Recent advances in NGS technologies have facilitated deeper insights into the molecular mechanisms of tumor development and progression, thereby opening the way for a new era of personalized medicine. In particular, NGS-based transcriptome analysis (RNA-seq) has become a powerful tool for both characterizing the transcriptomes of each cell and profiling alternative splicing variants associated with cell function. To date, almost all genomic studies have been carried out using bulk samples. However, RNA-seq using bulk tissue samples comprising various cell populations is inappropriate for comprehensively investigating transcriptomic profiling because each cell in the tumor is constantly differentiating, proliferating, and heterogeneous. Thus, the newly developed single-cell RNA sequencing (scRNA-seq) technology is a powerful approach to dynamically analyze the genetic and cytologic heterogeneity of each cell in specific tumor tissue, providing a more comprehensive understanding of the molecular mechanism of carcinogenesis and the process of cancer evolution. The heterogeneity of single cells is diversely manifested in morphologic and phenotypic characteristics, genomics, and proteomics. Proper targets that can be used to analyze the heterogeneity of cancer cell using scRNA-seq include cancer stem cells (CSCs), circulating tumor DNA (ctDNA) and cell-free DNA (cfDNA)[61-63].

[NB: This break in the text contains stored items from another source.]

use std::path::{Path, PathBuf};
use std::sync::Mutex;

use chrono::{DateTime, Utc};
use serde::{Deserialize, Serialize};
use sha2::{Digest, Sha256};
use tracing::{debug, warn};

use crate::net::Response;
use crate::storage::file::{decode_key, encode_key};

use super::{CacheError, CacheStorage};

/// Index file name inside each bucket directory.
const INDEX_FILE: &str = "index.json";

/// File extension for response bodies.
const BODY_EXTENSION: &str = "body";

#[derive(Debug, Clone, Serialize, Deserialize)]
struct IndexEntry {
    key: String,
    body_file: String,
    status: u16,
    content_type: Option<String>,
    cached_at: DateTime<Utc>,
}

/// Cache storage on disk: one directory per bucket holding an `index.json`
/// and one body file per entry, named by the SHA-256 of the key.
pub struct DiskCacheStorage {
    root: PathBuf,
    // Serializes index read-modify-write
    lock: Mutex<()>,
}

impl DiskCacheStorage {
    pub fn new(root: PathBuf) -> Result<Self, CacheError> {
        std::fs::create_dir_all(&root).map_err(|e| CacheError::Io {
            bucket: root.display().to_string(),
            source: e,
        })?;
        Ok(Self {
            root,
            lock: Mutex::new(()),
        })
    }

    fn bucket_dir(&self, bucket: &str) -> PathBuf {
        self.root.join(encode_key(bucket))
    }

    fn body_file_name(key: &str) -> String {
        let digest = Sha256::digest(key.as_bytes());
        format!("{}.{}", hex::encode(digest), BODY_EXTENSION)
    }

    fn io_error(bucket: &str, source: std::io::Error) -> CacheError {
        CacheError::Io {
            bucket: bucket.to_string(),
            source,
        }
    }

    fn load_index(&self, bucket: &str) -> Result<Vec<IndexEntry>, CacheError> {
        let path = self.bucket_dir(bucket).join(INDEX_FILE);
        if !path.exists() {
            return Ok(Vec::new());
        }
        let contents = std::fs::read_to_string(&path).map_err(|e| Self::io_error(bucket, e))?;
        serde_json::from_str(&contents).map_err(|e| CacheError::CorruptIndex {
            bucket: bucket.to_string(),
            source: e,
        })
    }

    fn save_index(&self, bucket: &str, index: &[IndexEntry]) -> Result<(), CacheError> {
        let path = self.bucket_dir(bucket).join(INDEX_FILE);
        let contents = serde_json::to_string_pretty(index).map_err(|e| CacheError::CorruptIndex {
            bucket: bucket.to_string(),
            source: e,
        })?;
        write_atomic(&path, contents.as_bytes()).map_err(|e| Self::io_error(bucket, e))
    }
}

fn write_atomic(path: &Path, contents: &[u8]) -> std::io::Result<()> {
    let tmp = path.with_extension("tmp");
    std::fs::write(&tmp, contents)?;
    std::fs::rename(&tmp, path)
}

impl CacheStorage for DiskCacheStorage {
    fn put(&self, bucket: &str, key: &str, response: &Response) -> Result<(), CacheError> {
        let _guard = self.lock.lock().map_err(|_| CacheError::Poisoned)?;

        let dir = self.bucket_dir(bucket);
        std::fs::create_dir_all(&dir).map_err(|e| Self::io_error(bucket, e))?;

        let body_file = Self::body_file_name(key);
        write_atomic(&dir.join(&body_file), &response.body).map_err(|e| Self::io_error(bucket, e))?;

        let entry = IndexEntry {
            key: key.to_string(),
            body_file,
            status: response.status,
            content_type: response.content_type.clone(),
            cached_at: Utc::now(),
        };
        let mut index = self.load_index(bucket)?;
        match index.iter_mut().find(|existing| existing.key == key) {
            Some(existing) => *existing = entry,
            None => index.push(entry),
        }
        self.save_index(bucket, &index)?;
        debug!(bucket, key, bytes = response.body.len(), "Cached response");
        Ok(())
    }

    fn get(&self, bucket: &str, key: &str) -> Result<Option<Response>, CacheError> {
        let _guard = self.lock.lock().map_err(|_| CacheError::Poisoned)?;

        let index = self.load_index(bucket)?;
        let Some(entry) = index.into_iter().find(|entry| entry.key == key) else {
            return Ok(None);
        };

        let body_path = self.bucket_dir(bucket).join(&entry.body_file);
        match std::fs::read(&body_path) {
            Ok(body) => Ok(Some(Response {
                status: entry.status,
                content_type: entry.content_type,
                body,
            })),
            Err(e) if e.kind() == std::io::ErrorKind::NotFound => {
                warn!(bucket, key, "Cache index points at a missing body file");
                Ok(None)
            }
            Err(e) => Err(Self::io_error(bucket, e)),
        }
    }

    fn keys(&self, bucket: &str) -> Result<Vec<String>, CacheError> {
        let _guard = self.lock.lock().map_err(|_| CacheError::Poisoned)?;
        Ok(self
            .load_index(bucket)?
            .into_iter()
            .map(|entry| entry.key)
            .collect())
    }

    fn bucket_names(&self) -> Result<Vec<String>, CacheError> {
        let _guard = self.lock.lock().map_err(|_| CacheError::Poisoned)?;
        let root = self.root.display().to_string();
        let entries = std::fs::read_dir(&self.root).map_err(|e| Self::io_error(&root, e))?;

        let mut names = Vec::new();
        for entry in entries {
            let entry = entry.map_err(|e| Self::io_error(&root, e))?;
            if !entry.path().is_dir() {
                continue;
            }
            if let Some(name) = entry.file_name().to_str().and_then(decode_key) {
                names.push(name);
            }
        }
        names.sort();
        Ok(names)
    }

    fn delete_bucket(&self, bucket: &str) -> Result<bool, CacheError> {
        let _guard = self.lock.lock().map_err(|_| CacheError::Poisoned)?;
        let dir = self.bucket_dir(bucket);
        if !dir.exists() {
            return Ok(false);
        }
        std::fs::remove_dir_all(&dir).map_err(|e| Self::io_error(bucket, e))?;
        Ok(true)
    }
}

Recently, RNA-seq-based transcriptome analyses using tumor and non-tumor tissue from 10 HBV-related HCCs were first reported by Huang et al.. Differentially expressed genes (DEGs; 1378) and differentially expressed exons (DEEs; 24,338) were identified in their study. Comprehensive functional analyses demonstrated that DEGs were most significantly enriched in cell growth-related, metabolism-related and immune-related pathways, suggesting a very complicated mechanism for hepatocarcinogenesis. Furthermore, RNA-seq data analyses at the exon level revealed a highly complex landscape of transcript-specific differential expression in HCC. In particular, a novel, highly up-regulated exon-exon junction was detected in the ATAD2 gene. This is the first study dealing with transcriptome profiles, including exon level expression changes and novel splicing variants using RNA-seq, and represents the most comprehensive characterization of HBV-related HCC transcriptomes as well as provides important clues for understanding the molecular mechanisms of HCC pathogenesis at system-wide levels. More recently, to further explore the dynamic mechanisms that simultaneously occur in genetic and epigenetic regulation on gene expression associated with heterogeneity at the single cell level in cancer, single-cell triple omics sequencing (scTrio-seq) techniques, including the genome, epigenome and transcriptome, have been developed. Recently, Hou et al. using scTrio-seq technology, have demonstrated correlations between genomic (copy-number variations, CNVs), transcriptomic, and methylomic data analyzed in the same individual cells in HCC. In addition, they revealed that changes in the gene dosage of certain regions due to CNVs proportionally affect the RNA expression levels of those corresponding regions.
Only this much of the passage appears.